Early life and education

Grant was born as Richard Grant Esterhuysen on 5 May 1957 in Mbabane, Protectorate of Swaziland (now the Kingdom of Eswatini). He is the elder child of Henrik Esterhuysen (died 1981, of lung cancer), and his wife, Leonne (died 2023). Henrik was head of education for the British government administration in the British protectorate of Swaziland.[7][8][9] Grant has English, Dutch/Afrikaner, and German ancestry.[10] He has a younger brother, Stuart, an accountant in Johannesburg, from whom he is estranged; Grant has stated that they "never had any relationship".[9][11]

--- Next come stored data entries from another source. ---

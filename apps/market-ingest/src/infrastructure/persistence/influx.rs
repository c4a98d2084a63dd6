//! InfluxDB Time-Series Adapter
//!
//! `TimeSeriesBackend` over the InfluxDB v2 HTTP API. Each partition is a
//! bucket. Writes use line protocol at second precision; queries use Flux
//! with a pivot so each CSV row carries every field of one point.

use std::collections::BTreeMap;
use std::time::Duration;

use async_trait::async_trait;
use chrono::{DateTime, SecondsFormat, TimeDelta, Utc};

use crate::application::ports::{Point, PointQuery, PointValue, TimeSeriesBackend, TimeSeriesError};

/// Columns Flux adds to every row.
const RESERVED_COLUMNS: &[&str] = &["", "result", "table", "_start", "_stop", "_time", "_measurement"];

/// InfluxDB v2 client.
#[derive(Clone)]
pub struct InfluxTimeSeries {
    http_client: reqwest::Client,
    base_url: String,
    org: String,
    token: String,
}

impl std::fmt::Debug for InfluxTimeSeries {
    fn fmt(&self, f: &mut std::fmt::Formatter<'_>) -> std::fmt::Result {
        f.debug_struct("InfluxTimeSeries")
            .field("base_url", &self.base_url)
            .field("org", &self.org)
            .field("token", &"[REDACTED]")
            .finish_non_exhaustive()
    }
}

impl InfluxTimeSeries {
    /// Create a client for the server at `base_url`.
    ///
    /// # Errors
    ///
    /// Returns `TimeSeriesError::Backend` if the HTTP client cannot be built.
    pub fn new(
        base_url: impl Into<String>,
        org: impl Into<String>,
        token: impl Into<String>,
        timeout: Duration,
    ) -> Result<Self, TimeSeriesError> {
        let http_client = reqwest::Client::builder()
            .timeout(timeout)
            .build()
            .map_err(|e| TimeSeriesError::Backend {
                message: e.to_string(),
            })?;
        Ok(Self {
            http_client,
            base_url: base_url.into().trim_end_matches('/').to_string(),
            org: org.into(),
            token: token.into(),
        })
    }

    fn authorization(&self) -> String {
        format!("Token {}", self.token)
    }

    async fn send(&self, request: reqwest::RequestBuilder) -> Result<String, TimeSeriesError> {
        let response = request
            .header(reqwest::header::AUTHORIZATION, self.authorization())
            .send()
            .await
            .map_err(|e| TimeSeriesError::Backend {
                message: e.to_string(),
            })?;

        let status = response.status();
        let body = response.text().await.map_err(|e| TimeSeriesError::Backend {
            message: e.to_string(),
        })?;
        if !status.is_success() {
            return Err(TimeSeriesError::Backend {
                message: format!("HTTP {}: {body}", status.as_u16()),
            });
        }
        Ok(body)
    }
}

#[async_trait]
impl TimeSeriesBackend for InfluxTimeSeries {
    async fn write_points(&self, partition: &str, points: &[Point]) -> Result<(), TimeSeriesError> {
        if points.is_empty() {
            return Ok(());
        }

        let body = points.iter().map(line_protocol).collect::<Vec<_>>().join("\n");
        let request = self
            .http_client
            .post(format!("{}/api/v2/write", self.base_url))
            .query(&[
                ("org", self.org.as_str()),
                ("bucket", partition),
                ("precision", "s"),
            ])
            .header(reqwest::header::CONTENT_TYPE, "text/plain; charset=utf-8")
            .body(body);
        self.send(request).await?;

        tracing::debug!(partition, points = points.len(), "Points written");
        Ok(())
    }

    async fn query(
        &self,
        partition: &str,
        query: &PointQuery,
    ) -> Result<Vec<Point>, TimeSeriesError> {
        let request = self
            .http_client
            .post(format!("{}/api/v2/query", self.base_url))
            .query(&[("org", self.org.as_str())])
            .header(reqwest::header::CONTENT_TYPE, "application/vnd.flux")
            .header(reqwest::header::ACCEPT, "application/csv")
            .body(flux_query(partition, query));
        let body = self.send(request).await?;

        let mut points = parse_csv(&body, &query.tag_key)?;
        points.sort_by_key(|p| p.time);
        Ok(points)
    }
}

// =============================================================================
// Line Protocol
// =============================================================================

fn escape(value: &str, special: &[char]) -> String {
    let mut escaped = String::with_capacity(value.len());
    for c in value.chars() {
        if special.contains(&c) {
            escaped.push('\\');
        }
        escaped.push(c);
    }
    escaped
}

/// Render one point as a line-protocol line with a seconds timestamp.
#[must_use]
pub fn line_protocol(point: &Point) -> String {
    let mut line = escape(&point.measurement, &[',', ' ']);
    for (key, value) in &point.tags {
        line.push(',');
        line.push_str(&escape(key, &[',', '=', ' ']));
        line.push('=');
        line.push_str(&escape(value, &[',', '=', ' ']));
    }

    let fields: Vec<String> = point
        .fields
        .iter()
        .map(|(key, value)| {
            let rendered = match value {
                PointValue::Float(v) => v.to_string(),
                PointValue::Integer(v) => format!("{v}i"),
            };
            format!("{}={rendered}", escape(key, &[',', '=', ' ']))
        })
        .collect();
    line.push(' ');
    line.push_str(&fields.join(","));
    line.push(' ');
    line.push_str(&point.time.timestamp().to_string());
    line
}

// =============================================================================
// Flux
// =============================================================================

fn flux_string(value: &str) -> String {
    format!("\"{}\"", escape(value, &['\\', '"']))
}

fn flux_time(time: DateTime<Utc>) -> String {
    time.to_rfc3339_opts(SecondsFormat::Secs, true)
}

/// Build the range query. The Flux stop bound is exclusive, so it is pushed
/// one second past `to`.
#[must_use]
pub fn flux_query(partition: &str, query: &PointQuery) -> String {
    let mut flux = format!(
        "from(bucket: {bucket})\n  \
         |> range(start: {start}, stop: {stop})\n  \
         |> filter(fn: (r) => r._measurement == {measurement} and r[{tag_key}] == {tag_value})\n  \
         |> pivot(rowKey: [\"_time\"], columnKey: [\"_field\"], valueColumn: \"_value\")\n  \
         |> group()",
        bucket = flux_string(partition),
        start = flux_time(query.from),
        stop = flux_time(query.to + TimeDelta::seconds(1)),
        measurement = flux_string(&query.measurement),
        tag_key = flux_string(&query.tag_key),
        tag_value = flux_string(&query.tag_value),
    );
    if let Some(limit) = query.limit {
        flux.push_str(&format!(
            "\n  |> sort(columns: [\"_time\"], desc: true)\n  |> limit(n: {limit})"
        ));
    }
    flux.push_str("\n  |> sort(columns: [\"_time\"])");
    flux
}

// =============================================================================
// CSV Results
// =============================================================================

fn invalid(message: impl Into<String>) -> TimeSeriesError {
    TimeSeriesError::InvalidResponse {
        message: message.into(),
    }
}

fn parse_value(raw: &str) -> Option<PointValue> {
    if let Ok(v) = raw.parse::<i64>() {
        return Some(PointValue::Integer(v));
    }
    raw.parse::<f64>().ok().map(PointValue::Float)
}

/// Parse Flux CSV output. Each table repeats its header row; annotation
/// rows are skipped.
fn parse_csv(body: &str, tag_key: &str) -> Result<Vec<Point>, TimeSeriesError> {
    let mut reader = csv::ReaderBuilder::new()
        .has_headers(false)
        .flexible(true)
        .comment(Some(b'#'))
        .from_reader(body.as_bytes());

    let mut header: Vec<String> = Vec::new();
    let mut points = Vec::new();

    for record in reader.records() {
        let record = record.map_err(|e| invalid(e.to_string()))?;
        if record.iter().all(str::is_empty) {
            continue;
        }
        if record.iter().any(|cell| cell == "_time") {
            header = record.iter().map(str::to_string).collect();
            continue;
        }
        if header.is_empty() {
            return Err(invalid("row before header"));
        }

        let mut time = None;
        let mut measurement = String::new();
        let mut tags = BTreeMap::new();
        let mut fields = BTreeMap::new();
        for (column, cell) in header.iter().zip(record.iter()) {
            match column.as_str() {
                "_time" => {
                    let parsed = DateTime::parse_from_rfc3339(cell)
                        .map_err(|e| invalid(format!("bad _time {cell:?}: {e}")))?;
                    time = Some(parsed.with_timezone(&Utc));
                }
                "_measurement" => measurement = cell.to_string(),
                c if c == tag_key => {
                    tags.insert(c.to_string(), cell.to_string());
                }
                c if RESERVED_COLUMNS.contains(&c) || cell.is_empty() => {}
                c => {
                    let value = parse_value(cell)
                        .ok_or_else(|| invalid(format!("bad value for {c}: {cell:?}")))?;
                    fields.insert(c.to_string(), value);
                }
            }
        }

        points.push(Point {
            measurement,
            tags,
            fields,
            time: time.ok_or_else(|| invalid("row without _time"))?,
        });
    }
    Ok(points)
}
impl IngestConfig {
    /// Create configuration from environment variables.
    ///
    /// # Errors
    ///
    /// Returns an error if required environment variables are missing or a
    /// value cannot be interpreted.
    pub fn from_env() -> Result<Self, ConfigError> {
        Self::from_source(&|key| std::env::var(key).ok())
    }

    /// Create configuration from an arbitrary variable source.
    ///
    /// # Errors
    ///
    /// Same as [`IngestConfig::from_env`].
    pub fn from_source(source: &Source<'_>) -> Result<Self, ConfigError> {
        let redis_url = required(source, "REDIS_URL")?;

        let influx = match non_empty(source, "INFLUX_URL") {
            Some(url) => Some(InfluxCredentials::new(
                url,
                required(source, "INFLUX_ORG")?,
                required(source, "INFLUX_TOKEN")?,
            )),
            None => None,
        };

        let upstream_defaults = UpstreamSettings::default();
        let source_name = non_empty(source, "CRAWLER_SOURCE");
        let crawler_source = match source_name {
            Some(name) => CrawlerSource::from_str_case_insensitive(&name).ok_or_else(|| {
                ConfigError::InvalidValue {
                    key: "CRAWLER_SOURCE".to_string(),
                    message: format!("unsupported crawler source: {name}"),
                }
            })?,
            None => upstream_defaults.source,
        };
        let upstream = UpstreamSettings {
            source: crawler_source,
            endpoints: VndEndpoints {
                symbols_url: non_empty(source, "VND_SYMBOLS_URL")
                    .unwrap_or(upstream_defaults.endpoints.symbols_url),
                history_url: non_empty(source, "VND_HISTORY_URL")
                    .unwrap_or(upstream_defaults.endpoints.history_url),
                snapshot_url: non_empty(source, "VND_SNAPSHOT_URL")
                    .unwrap_or(upstream_defaults.endpoints.snapshot_url),
            },
            ssi_endpoints: SsiEndpoints {
                symbols_url: non_empty(source, "SSI_SYMBOLS_URL")
                    .unwrap_or(upstream_defaults.ssi_endpoints.symbols_url),
                history_url: non_empty(source, "SSI_HISTORY_URL")
                    .unwrap_or(upstream_defaults.ssi_endpoints.history_url),
            },
            stream_url: non_empty(source, "VND_STREAM_URL").unwrap_or(upstream_defaults.stream_url),
            request_timeout: parse_env_duration_secs(
                source,
                "INGEST_REQUEST_TIMEOUT_SECS",
                upstream_defaults.request_timeout,
            ),
        };

        let sync_defaults = SyncSettings::default();
        let sync = SyncSettings {
            download_concurrency: parse_env_usize(
                source,
                "INGEST_DOWNLOAD_CONCURRENCY",
                sync_defaults.download_concurrency,
            ),
            write_concurrency: parse_env_usize(
                source,
                "INGEST_WRITE_CONCURRENCY",
                sync_defaults.write_concurrency,
            ),
            bar_insert_batch_size: parse_env_usize(
                source,
                "INGEST_BAR_INSERT_BATCH_SIZE",
                sync_defaults.bar_insert_batch_size,
            ),
            bar_write_concurrency: parse_env_usize(
                source,
                "INGEST_BAR_WRITE_CONCURRENCY",
                sync_defaults.bar_write_concurrency,
            ),
            intraday_lookback_days: parse_env_i64(
                source,
                "INGEST_INTRADAY_LOOKBACK_DAYS",
                sync_defaults.intraday_lookback_days,
            ),
            session_minutes: parse_env_u32(
                source,
                "INGEST_SESSION_MINUTES",
                sync_defaults.session_minutes,
            ),
        };

        let driver_defaults = DriverSettings::default();
        let drivers = DriverSettings {
            enabled: match non_empty(source, "INGEST_DRIVERS") {
                Some(list) => parse_drivers(&list)?,
                None => driver_defaults.enabled,
            },
            daily_interval: parse_env_duration_secs(
                source,
                "INGEST_DAILY_INTERVAL_SECS",
                driver_defaults.daily_interval,
            ),
            hourly_interval: parse_env_duration_secs(
                source,
                "INGEST_HOURLY_INTERVAL_SECS",
                driver_defaults.hourly_interval,
            ),
            snapshot_interval: parse_env_duration_secs(
                source,
                "INGEST_SNAPSHOT_INTERVAL_SECS",
                driver_defaults.snapshot_interval,
            ),
            snapshot_batch_size: parse_env_usize(
                source,
                "INGEST_SNAPSHOT_BATCH_SIZE",
                driver_defaults.snapshot_batch_size,
            ),
            discovery_interval: parse_env_duration_secs(
                source,
                "INGEST_DISCOVERY_INTERVAL_SECS",
                driver_defaults.discovery_interval,
            ),
        };

        let stream_defaults = StreamSettings::default();
        let stream = StreamSettings {
            keep_alive_interval: parse_env_duration_secs(
                source,
                "STREAM_KEEP_ALIVE_INTERVAL_SECS",
                stream_defaults.keep_alive_interval,
            ),
            reconnect_delay: parse_env_duration_millis(
                source,
                "STREAM_RECONNECT_DELAY_MS",
                stream_defaults.reconnect_delay,
            ),
            reconnect_jitter: parse_env_f64(
                source,
                "STREAM_RECONNECT_JITTER",
                stream_defaults.reconnect_jitter,
            ),
        };

        let default_active = non_empty(source, "DEFAULT_ACTIVE_SYMBOLS")
            .map(|list| parse_list(&list))
            .unwrap_or_default();

        let server = ServerSettings {
            health_port: parse_env_u16(
                source,
                "INGEST_HEALTH_PORT",
                ServerSettings::default().health_port,
            ),
        };

        Ok(Self {
            storage: StorageSettings { redis_url, influx },
            upstream,
            sync,
            drivers,
            stream,
            default_active,
            server,
        })
    }
}

/// Configuration error.
#[derive(Debug, thiserror::Error)]
pub enum ConfigError {
    /// Required environment variable is missing.
    #[error("missing required environment variable: {0}")]
    MissingEnvVar(String),
    /// Environment variable has empty value.
    #[error("environment variable {0} cannot be empty")]
    EmptyValue(String),
    /// Environment variable could not be interpreted.
    #[error("invalid value for {key}: {message}")]
    InvalidValue {
        /// Variable name.
        key: String,
        /// Error details.
        message: String,
    },
}

fn required(source: &Source<'_>, key: &str) -> Result<String, ConfigError> {
    let value = source(key).ok_or_else(|| ConfigError::MissingEnvVar(key.to_string()))?;
    if value.trim().is_empty() {
        return Err(ConfigError::EmptyValue(key.to_string()));
    }
    Ok(value)
}

fn non_empty(source: &Source<'_>, key: &str) -> Option<String> {
    source(key).filter(|v| !v.trim().is_empty())
}

fn parse_list(list: &str) -> Vec<String> {
    list.split(',')
        .map(str::trim)
        .filter(|s| !s.is_empty())
        .map(str::to_string)
        .collect()
}

fn parse_drivers(list: &str) -> Result<BTreeSet<Driver>, ConfigError> {
    parse_list(list)
        .iter()
        .map(|name| {
            name.parse::<Driver>().map_err(|e| ConfigError::InvalidValue {
                key: "INGEST_DRIVERS".to_string(),
                message: e.to_string(),
            })
        })
        .collect()
}

fn parse_env<T: std::str::FromStr>(source: &Source<'_>, key: &str, default: T) -> T {
    source(key)
        .and_then(|v| v.trim().parse().ok())
        .unwrap_or(default)
}

fn parse_env_u16(source: &Source<'_>, key: &str, default: u16) -> u16 {
    parse_env(source, key, default)
}

fn parse_env_u32(source: &Source<'_>, key: &str, default: u32) -> u32 {
    parse_env(source, key, default)
}

fn parse_env_i64(source: &Source<'_>, key: &str, default: i64) -> i64 {
    parse_env(source, key, default)
}

fn parse_env_usize(source: &Source<'_>, key: &str, default: usize) -> usize {
    parse_env(source, key, default)
}

fn parse_env_f64(source: &Source<'_>, key: &str, default: f64) -> f64 {
    parse_env(source, key, default)
}

fn parse_env_duration_secs(source: &Source<'_>, key: &str, default: Duration) -> Duration {
    source(key)
        .and_then(|v| v.trim().parse::<u64>().ok())
        .map_or(default, Duration::from_secs)
}

fn parse_env_duration_millis(source: &Source<'_>, key: &str, default: Duration) -> Duration {
    source(key)
        .and_then(|v| v.trim().parse::<u64>().ok())
        .map_or(default, Duration::from_millis)
}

As a boy, Grant attended St Mark's School, a local government school in Mbabane, which had only recently become racially integrated. When Grant was 10, he witnessed, sitting in the backseat, his mother commit adultery in a car with his father's best friend, which subsequently led to his parents' divorce.[12] This event inspired Grant to keep a daily diary, which he has continued to do ever since.[11]

Grant attended secondary school at Waterford Kamhlaba United World College of Southern Africa, an independent school near Mbabane. In May 1976, he arrived at the University of Cape Town to study English and drama.[13] He adopted his stage name (truncating his Afrikaans-sounding surname to a single letter) when he moved to Britain in 1982, a year after his father's death, and registered with Equity.[14]

Career

Grant was a member of the Space Theatre Company in Cape Town before moving to London in 1982. He later stated, "I grew up in Swaziland when it was mired in a 1960s sensibility. The kind of English spoken where I grew up was a period English sound and when I came to England people said, 'how strange'. Charles Sturridge, who directed Brideshead Revisited for TV, said, "you speak English like someone from the 1950s."[15]

Grant at the 2007 BAFTA Awards

Grant's first film role was the perpetually inebriated title character in the cult classic Withnail and I (1987). Following this, he started appearing in Hollywood films, taking on a range of projects from blockbuster studio movies to small independent projects. Since then, Grant has had supporting roles in the films Henry & June, L.A. Story, The Player, Bram Stoker's Dracula, The Age of Innocence, The Portrait of a Lady, Spice World, Gosford Park, Bright Young Things, and Penelope.[citation needed]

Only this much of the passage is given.